Daily, for patients on the study floors, the computer generated a list of alerts, defined as instances that met the conditions of an ADE rule. The computer report included the patient's name, medical record number, bed location, date of event, and the specific condition met. A trained reviewer performed a targeted review of each patient's medical chart to assess whether an alert was associated with an ADE or potential ADE. Probable ADEs noted in the chart, although not directly related to the identifying alert, were also documented and included for further review. Multiple computer-generated alerts could be associated with a single ADE. The reliability of assessment of whether alerts represented ADEs or potential ADEs was checked in a sample of 100 alerts; the kappa value was.53, and the percentage agreement was 89 percent.
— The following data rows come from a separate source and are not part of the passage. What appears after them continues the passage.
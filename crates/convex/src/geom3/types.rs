//! Basic 3D types: oriented half-spaces, segment hits, mirror modes.
//!
//! - `HalfSpace`: plane `n·x = d` with unit `n`; `n·x < d` is inside.
//! - `SegmentHit`: result of clipping a segment against a plane.
//! - `Mirror`: axis reflections and axis swaps applied to exported hulls.

use nalgebra::{Similarity3, Vector3};
use serde::{Deserialize, Serialize};

use super::cfg::NORMAL_EPS;

/// 3D vector alias used throughout the kernel.
pub type Vec3 = Vector3<f64>;

/// Oriented plane `n · x = d`; the side `n · x < d` is inside.
///
/// Invariants:
/// - `n` is unit length, or zero for a degenerate construction.
/// - Exactly one of `inside/outside/on_plane` holds for any point and `eps >= 0`.
#[derive(Clone, Copy, Debug, PartialEq, Serialize, Deserialize)]
pub struct HalfSpace {
    pub n: Vec3,
    pub d: f64,
}

impl Default for HalfSpace {
    fn default() -> Self {
        Self {
            n: Vec3::y(),
            d: 0.0,
        }
    }
}

impl HalfSpace {
    #[inline]
    pub fn new(n: Vec3, d: f64) -> Self {
        Self { n, d }
    }

    /// Plane through three points; normal follows `(v2 - v1) × (v3 - v1)`.
    #[inline]
    pub fn from_points(v1: &Vec3, v2: &Vec3, v3: &Vec3) -> Self {
        let n = normalize_or_zero((v2 - v1).cross(&(v3 - v1)));
        Self { n, d: n.dot(v1) }
    }

    /// Plane with (normalized) normal `n` through point `p`.
    #[inline]
    pub fn from_normal_point(n: &Vec3, p: &Vec3) -> Self {
        let n = normalize_or_zero(*n);
        Self { n, d: n.dot(p) }
    }

    #[inline]
    pub fn distance(&self, p: &Vec3) -> f64 {
        self.n.dot(p) - self.d
    }
    #[inline]
    pub fn inside(&self, p: &Vec3, eps: f64) -> bool {
        self.distance(p) < -eps
    }
    #[inline]
    pub fn outside(&self, p: &Vec3, eps: f64) -> bool {
        self.distance(p) > eps
    }
    #[inline]
    pub fn on_plane(&self, p: &Vec3, eps: f64) -> bool {
        self.distance(p).abs() <= eps
    }

    /// Shift the plane along its normal (positive grows the inside).
    #[inline]
    pub fn translate(&mut self, delta: f64) {
        self.d += delta;
    }

    /// Flip inside and outside.
    #[inline]
    pub fn flipped(&self) -> Self {
        Self {
            n: -self.n,
            d: -self.d,
        }
    }

    /// Orthogonal projection of `p` onto the plane.
    #[inline]
    pub fn project(&self, p: &Vec3) -> Vec3 {
        p - self.n * self.distance(p)
    }

    /// Clip segment `v1 → v2` against the plane under band `eps`.
    pub fn intersect_segment(&self, v1: &Vec3, v2: &Vec3, eps: f64) -> SegmentHit {
        let on1 = self.on_plane(v1, eps);
        let on2 = self.on_plane(v2, eps);
        match (on1, on2) {
            (true, true) => return SegmentHit::BothOnPlane,
            (true, false) => return SegmentHit::V1OnPlane,
            (false, true) => return SegmentHit::V2OnPlane,
            _ => {}
        }
        if self.outside(v1, eps) == self.outside(v2, eps) {
            return SegmentHit::NoHit;
        }
        let dir = v2 - v1;
        let t = (self.d - self.n.dot(v1)) / self.n.dot(&dir);
        SegmentHit::Hit(v1 + dir * t)
    }

    /// Apply a uniform-scale similarity: `n' = R n`, `d' = s d + n'·t`.
    pub fn transform(&mut self, sim: &Similarity3<f64>) {
        let n = normalize_or_zero(sim.isometry.rotation * self.n);
        let t = sim.isometry.translation.vector;
        self.d = sim.scaling() * self.d + n.dot(&t);
        self.n = n;
    }

    /// Mirror the normal; the offset is unchanged because mirrored points
    /// keep their dot product with the mirrored normal.
    #[inline]
    pub fn mirror(&mut self, m: Mirror) {
        self.n = m.apply(&self.n);
    }
}

/// Outcome of `HalfSpace::intersect_segment`.
#[derive(Clone, Copy, Debug, PartialEq)]
pub enum SegmentHit {
    NoHit,
    V1OnPlane,
    V2OnPlane,
    BothOnPlane,
    Hit(Vec3),
}

/// Reflection across a coordinate plane (`X`, `Y`, `Z`) or swap of two axes.
#[derive(Clone, Copy, Debug, PartialEq, Eq, Serialize, Deserialize)]
pub enum Mirror {
    X,
    Y,
    Z,
    XY,
    YZ,
    XZ,
}

impl Mirror {
    #[inline]
    pub fn apply(self, v: &Vec3) -> Vec3 {
        match self {
            Mirror::X => Vec3::new(-v.x, v.y, v.z),
            Mirror::Y => Vec3::new(v.x, -v.y, v.z),
            Mirror::Z => Vec3::new(v.x, v.y, -v.z),
            Mirror::XY => Vec3::new(v.y, v.x, v.z),
            Mirror::YZ => Vec3::new(v.x, v.z, v.y),
            Mirror::XZ => Vec3::new(v.z, v.y, v.x),
        }
    }
}

/// Unit vector along `v`, or zero if `|v| <= NORMAL_EPS`.
#[inline]
pub fn normalize_or_zero(v: Vec3) -> Vec3 {
    let len = v.norm();
    if len <= NORMAL_EPS {
        Vec3::zeros()
    } else {
        v / len
    }
}
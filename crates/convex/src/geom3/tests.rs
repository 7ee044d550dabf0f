use super::*;
use nalgebra::{Similarity3, Translation3, UnitQuaternion};
use proptest::prelude::*;

fn v3(a: [f64; 3]) -> Vec3 {
    Vec3::new(a[0], a[1], a[2])
}

#[test]
fn three_point_plane_orientation_and_offset() {
    let h = HalfSpace::from_points(
        &Vec3::new(0.0, 1.0, 0.0),
        &Vec3::new(0.0, 1.0, 1.0),
        &Vec3::new(1.0, 1.0, 0.0),
    );
    assert!((h.n - Vec3::y()).norm() < 1e-12);
    assert!((h.d - 1.0).abs() < 1e-12);
    assert!(h.inside(&Vec3::zeros(), 1e-5));
    assert!(h.outside(&Vec3::new(0.0, 2.0, 0.0), 1e-5));
    assert!(h.on_plane(&Vec3::new(5.0, 1.0 + 1e-6, -3.0), 1e-5));
}

#[test]
fn degenerate_points_give_zero_normal() {
    let a = Vec3::new(1.0, 2.0, 3.0);
    let h = HalfSpace::from_points(&a, &(a * 2.0), &(a * 3.0));
    assert_eq!(h.n, Vec3::zeros());
    assert_eq!(h.d, 0.0);
}

#[test]
fn translate_moves_band() {
    let mut h = HalfSpace::new(Vec3::z(), 0.0);
    let p = Vec3::new(0.0, 0.0, 0.5);
    assert!(h.outside(&p, 1e-5));
    h.translate(1.0);
    assert!(h.inside(&p, 1e-5));
    let f = h.flipped();
    assert!(f.outside(&p, 1e-5));
    assert!((h.project(&Vec3::new(3.0, 4.0, 9.0)) - Vec3::new(3.0, 4.0, 1.0)).norm() < 1e-12);
}

#[test]
fn segment_hit_cases() {
    let h = HalfSpace::new(Vec3::y(), 0.0);
    let eps = 1e-5;
    let below = Vec3::new(0.0, -1.0, 0.0);
    let above = Vec3::new(2.0, 3.0, 0.0);
    let on = Vec3::new(1.0, 0.0, 1.0);
    assert_eq!(h.intersect_segment(&below, &below, eps), SegmentHit::NoHit);
    assert_eq!(h.intersect_segment(&on, &above, eps), SegmentHit::V1OnPlane);
    assert_eq!(h.intersect_segment(&above, &on, eps), SegmentHit::V2OnPlane);
    assert_eq!(h.intersect_segment(&on, &on, eps), SegmentHit::BothOnPlane);
    match h.intersect_segment(&below, &above, eps) {
        SegmentHit::Hit(p) => assert!((p - Vec3::new(0.5, 0.0, 0.0)).norm() < 1e-12),
        other => panic!("expected hit, got {other:?}"),
    }
}

#[test]
fn similarity_keeps_points_on_plane() {
    let h0 = HalfSpace::from_points(
        &Vec3::new(1.0, 0.0, 0.0),
        &Vec3::new(0.0, 1.0, 0.0),
        &Vec3::new(0.0, 0.0, 1.0),
    );
    let sim = Similarity3::from_parts(
        Translation3::new(0.5, -2.0, 3.0),
        UnitQuaternion::from_euler_angles(0.3, -0.7, 1.1),
        2.5,
    );
    let mut h = h0;
    h.transform(&sim);
    for p in [Vec3::x(), Vec3::y(), Vec3::z()] {
        assert!(h.on_plane(&sim.transform_point(&p.into()).coords, 1e-9));
    }
    let inner = sim.transform_point(&Vec3::zeros().into()).coords;
    assert!(h.inside(&inner, 1e-9));
}

#[test]
fn mirror_preserves_classification() {
    let h0 = HalfSpace::from_normal_point(&Vec3::new(1.0, 2.0, -0.5), &Vec3::new(0.2, 0.1, 0.4));
    let p = Vec3::new(0.9, -0.3, 1.7);
    for m in [Mirror::X, Mirror::Y, Mirror::Z, Mirror::XY, Mirror::YZ, Mirror::XZ] {
        let mut h = h0;
        h.mirror(m);
        assert!((h.distance(&m.apply(&p)) - h0.distance(&p)).abs() < 1e-12);
        assert_eq!(m.apply(&m.apply(&p)), p);
    }
}

#[test]
fn aabb_accumulates_and_pads() {
    let mut b = Aabb::from_points(&[Vec3::new(1.0, -1.0, 0.0), Vec3::new(-2.0, 3.0, 0.5)]);
    assert_eq!(b.min, Vec3::new(-2.0, -1.0, 0.0));
    assert_eq!(b.max, Vec3::new(1.0, 3.0, 0.5));
    b.expand(0.5);
    assert!(b.contains(&Vec3::new(1.4, 3.4, 0.9)));
    assert!(Aabb::empty().is_empty());
    assert_eq!(Aabb::empty().diagonal(), 0.0);
}

proptest! {
    // Narrowing the band only shrinks the on-plane set.
    #[test]
    fn smaller_eps_never_flips_inside_to_outside(
        n in prop::array::uniform3(-1.0..1.0f64),
        p in prop::array::uniform3(-10.0..10.0f64),
        d in -5.0..5.0f64,
        eps in 1e-7..1e-1f64,
        shrink in 0.0..1.0f64,
    ) {
        let n = normalize_or_zero(v3(n));
        prop_assume!(n.norm() > 0.5);
        let h = HalfSpace::new(n, d);
        let p = v3(p);
        let small = eps * shrink;
        if h.inside(&p, eps) {
            prop_assert!(h.inside(&p, small));
        }
        if h.outside(&p, eps) {
            prop_assert!(h.outside(&p, small));
        }
        let count = [h.inside(&p, small), h.outside(&p, small), h.on_plane(&p, small)]
            .iter()
            .filter(|b| **b)
            .count();
        prop_assert_eq!(count, 1);
    }

    #[test]
    fn plane_triple_point_lies_on_all_three(
        a in prop::array::uniform3(-1.0..1.0f64),
        b in prop::array::uniform3(-1.0..1.0f64),
        c in prop::array::uniform3(-1.0..1.0f64),
        off in prop::array::uniform3(-3.0..3.0f64),
    ) {
        let (a, b, c) = (normalize_or_zero(v3(a)), normalize_or_zero(v3(b)), normalize_or_zero(v3(c)));
        prop_assume!(a.cross(&b).dot(&c).abs() > 0.05);
        let hs = [HalfSpace::new(a, off[0]), HalfSpace::new(b, off[1]), HalfSpace::new(c, off[2])];
        let p = intersect_planes(&hs[0], &hs[1], &hs[2], 0.0).unwrap();
        for h in &hs {
            prop_assert!(h.distance(&p).abs() < 1e-8);
        }
    }
}
use anyhow::{Context, Result};
use serde_json::{json, Value};
use std::ffi::OsString;
use std::fs;
use std::panic::Location;
use std::path::{Path, PathBuf};
use std::process::Command;

/// What went into an artifact: run parameters, input files and a short
/// summary of the result.
pub struct Payload {
    pub params: Value,
    pub inputs: Vec<String>,
    pub summary: Value,
}

impl Payload {
    pub fn new(params: Value) -> Self {
        Self {
            params,
            inputs: Vec::new(),
            summary: Value::Null,
        }
    }

    pub fn with_input(mut self, path: impl AsRef<Path>) -> Self {
        self.inputs.push(path.as_ref().to_string_lossy().into_owned());
        self
    }

    pub fn with_summary(mut self, summary: Value) -> Self {
        self.summary = summary;
        self
    }
}

/// Top-level fields shared by every sidecar and by `report`.
pub fn header() -> Value {
    json!({
        "code_rev": current_git_rev(),
        "kernel_version": convex::VERSION,
    })
}

/// Write `<artifact stem>.provenance.json` next to `artifact`; extra outputs
/// (e.g. the binary hull) are listed after the artifact itself.
#[track_caller]
pub fn write_sidecar<P: AsRef<Path>>(
    artifact: P,
    extra_outputs: &[PathBuf],
    payload: Payload,
) -> Result<PathBuf> {
    let artifact = artifact.as_ref();
    let provenance_path = provenance_path(artifact);
    if let Some(parent) = provenance_path.parent() {
        if !parent.as_os_str().is_empty() {
            fs::create_dir_all(parent)
                .with_context(|| format!("creating provenance dir {}", parent.display()))?;
        }
    }

    let callsite = Location::caller();
    let mut outputs = vec![artifact.to_string_lossy().into_owned()];
    outputs.extend(extra_outputs.iter().map(|p| p.to_string_lossy().into_owned()));
    let mut doc = header();
    doc["callsite"] = json!({ "file": callsite.file(), "line": callsite.line() });
    doc["params"] = payload.params;
    doc["inputs"] = json!(payload.inputs);
    doc["summary"] = payload.summary;
    doc["outputs"] = json!(outputs);
    fs::write(&provenance_path, serde_json::to_vec_pretty(&doc)?)
        .with_context(|| format!("writing {}", provenance_path.display()))?;
    Ok(provenance_path)
}

fn provenance_path(artifact: &Path) -> PathBuf {
    let stem = artifact
        .file_stem()
        .map(|s| s.to_os_string())
        .unwrap_or_else(|| OsString::from("artifact"));
    let mut name = stem;
    name.push(".provenance.json");
    artifact.with_file_name(name)
}

pub fn current_git_rev() -> String {
    if let Some(from_env) = option_env!("GIT_COMMIT") {
        if !from_env.is_empty() {
            return from_env.to_string();
        }
    }
    if let Ok(env_override) = std::env::var("GIT_COMMIT") {
        if !env_override.is_empty() {
            return env_override;
        }
    }
    Command::new("git")
        .args(["rev-parse", "HEAD"])
        .output()
        .ok()
        .and_then(|output| {
            if output.status.success() {
                String::from_utf8(output.stdout)
                    .ok()
                    .map(|s| s.trim().to_string())
            } else {
                None
            }
        })
        .unwrap_or_else(|| "unknown".to_string())
}
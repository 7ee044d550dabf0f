//! Convex proxy kernel: gift-wrap hulls, greedy face decimation, and the
//! exported `ConvexData` used by collision code.
//!
//! Pipeline
//! - `pipeline::build_convex_hull` wraps a point cloud (`hull::GiftWrap`).
//! - `pipeline::simplify` turns the hull into a `polytope::Polytope` and
//!   removes least-error faces while recording history.
//! - `pipeline::export_convex_data` copies the chosen state out.
//!
//! API Policy
//! - `api` is the curated surface for callers; module paths may move.

pub mod api;
pub mod convex_data;
pub mod error;
pub mod geom3;
pub mod hull;
pub mod pipeline;
pub mod polytope;
pub mod rand3;

/// Library version string.
pub const VERSION: &str = env!("CARGO_PKG_VERSION");

pub use error::{ConvexError, Result};
pub use geom3::Vec3;

/// Common exports for quick imports in callers.
pub mod prelude {
    pub use crate::convex_data::{ConvexData, CovFace};
    pub use crate::geom3::{HalfSpace, Mirror, Vec3};
    pub use crate::hull::{HullCfg, HullResult};
    pub use crate::pipeline::{
        build_convex_hull, export_convex_data, simplify, simplify_default, PipelineCfg,
    };
    pub use crate::polytope::{Polytope, SimplifyCfg};
}
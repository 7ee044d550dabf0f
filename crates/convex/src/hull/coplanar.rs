//! Coplanar expansion: walk the points tied on one plane into an ordered
//! polygon, emit its fan triangles, and record it as a group.

use super::{Edge, GiftWrap, TriFace};
use crate::geom3::{normalize_or_zero, HalfSpace};

impl GiftWrap {
    /// `cop` holds the points found on the plane of `e` (two or more).
    pub(crate) fn deal_coplanar(&mut self, e: Edge, mut cop: Vec<usize>) {
        if self.invalid[e.start] || self.invalid[e.end] {
            return;
        }
        let eps = self.dist_eps;
        cop.push(e.start);
        cop.push(e.end);

        let ps = self.pts[e.start];
        let normal = normalize_or_zero((self.pts[e.end] - ps).cross(&(self.pts[cop[0]] - ps)));

        // Polygon boundary from e.end around to e.start, inside the plane.
        let mut ring: Vec<usize> = Vec::new();
        let (mut from, mut to) = (e.end, cop[0]);
        let mut budget = cop.len() as isize;
        while from != e.start {
            let pf = self.pts[from];
            let mut hs = HalfSpace::from_points(&pf, &self.pts[to], &(pf + normal));
            let mut line = vec![to];
            for &i in &cop {
                if i == from || i == to || self.invalid[i] || hs.inside(&self.pts[i], eps) {
                    continue;
                }
                if hs.on_plane(&self.pts[i], eps) {
                    line.push(i);
                } else {
                    to = i;
                    hs = HalfSpace::from_points(&pf, &self.pts[i], &(pf + normal));
                    line.clear();
                    line.push(i);
                }
            }

            let next_to = if line.len() == 1 {
                from = line[0];
                cop.iter().copied().find(|&j| j != from)
            } else {
                self.sort_by_dist(from, &mut line);
                from = line[line.len() - 1];
                cop.iter().copied().find(|&j| j != from && !self.invalid[j])
            };
            ring.push(from);
            budget -= 1;
            match next_to {
                Some(j) if budget >= 0 => to = j,
                _ => {
                    self.exception = true;
                    return;
                }
            }
        }

        if ring.len() <= 1 {
            self.exception = true;
            return;
        }

        // Fan from e.start; the last fan edge is queued without the hull
        // check because its triangle was just emitted.
        self.selective_push(Edge::new(ring[0], e.end));
        self.faces.push(TriFace::new(e.start, e.end, ring[0], true));
        let last = ring.len() - 2;
        for i in 0..last {
            self.selective_push(Edge::new(ring[i + 1], ring[i]));
            self.faces.push(TriFace::new(e.start, ring[i], ring[i + 1], true));
        }
        self.stack.push_or_cancel(Edge::new(ring[last + 1], ring[last]));

        for &i in &cop {
            self.invalid[i] = true;
        }
        ring.push(e.end);
        for &i in &ring {
            self.invalid[i] = false;
            self.extreme[i] = true;
        }
        tracing::trace!(size = ring.len(), "coplanar group");
        self.groups.push(ring);
    }
}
All incidents thought by the reviewer to represent an ADE or potential ADE were subsequently classified by a physician experienced in evaluating ADEs according to whether an ADE or potential ADE was present, using a previously described approach.2 The ADEs thus identified were also evaluated for severity and preventability. Severity was classified as significant, serious, life-threatening, or fatal,22 and events were judged preventable if they were felt to be due to an error or could have been averted by any means currently available.23. Reliability for the judgments made using this approach has previously been reported2; for judgments about whether an incident was an ADE, the kappa values were.81-.98; for preventability, kappa was.92; and for severity, kappas were.32-.37. Concurrent with this ADE monitor study with independent reviewers, an ADE detection study was conducted on the same nursing units. These reviews used a previously described methodology2 including daily manual chart review as well as stimulated voluntary report (i.e., confidential, voluntary reports solicited from the nursing and pharmacy staff about possible events). Physicians were not asked to provide reports because they are generally not geographically based in this hospital. The independent reviewers were blinded to the data generated by the computer monitor. Each suspected case identified by the reviewers was evaluated and assessed for severity and preventability in the same manner as for the ADE monitor strategy.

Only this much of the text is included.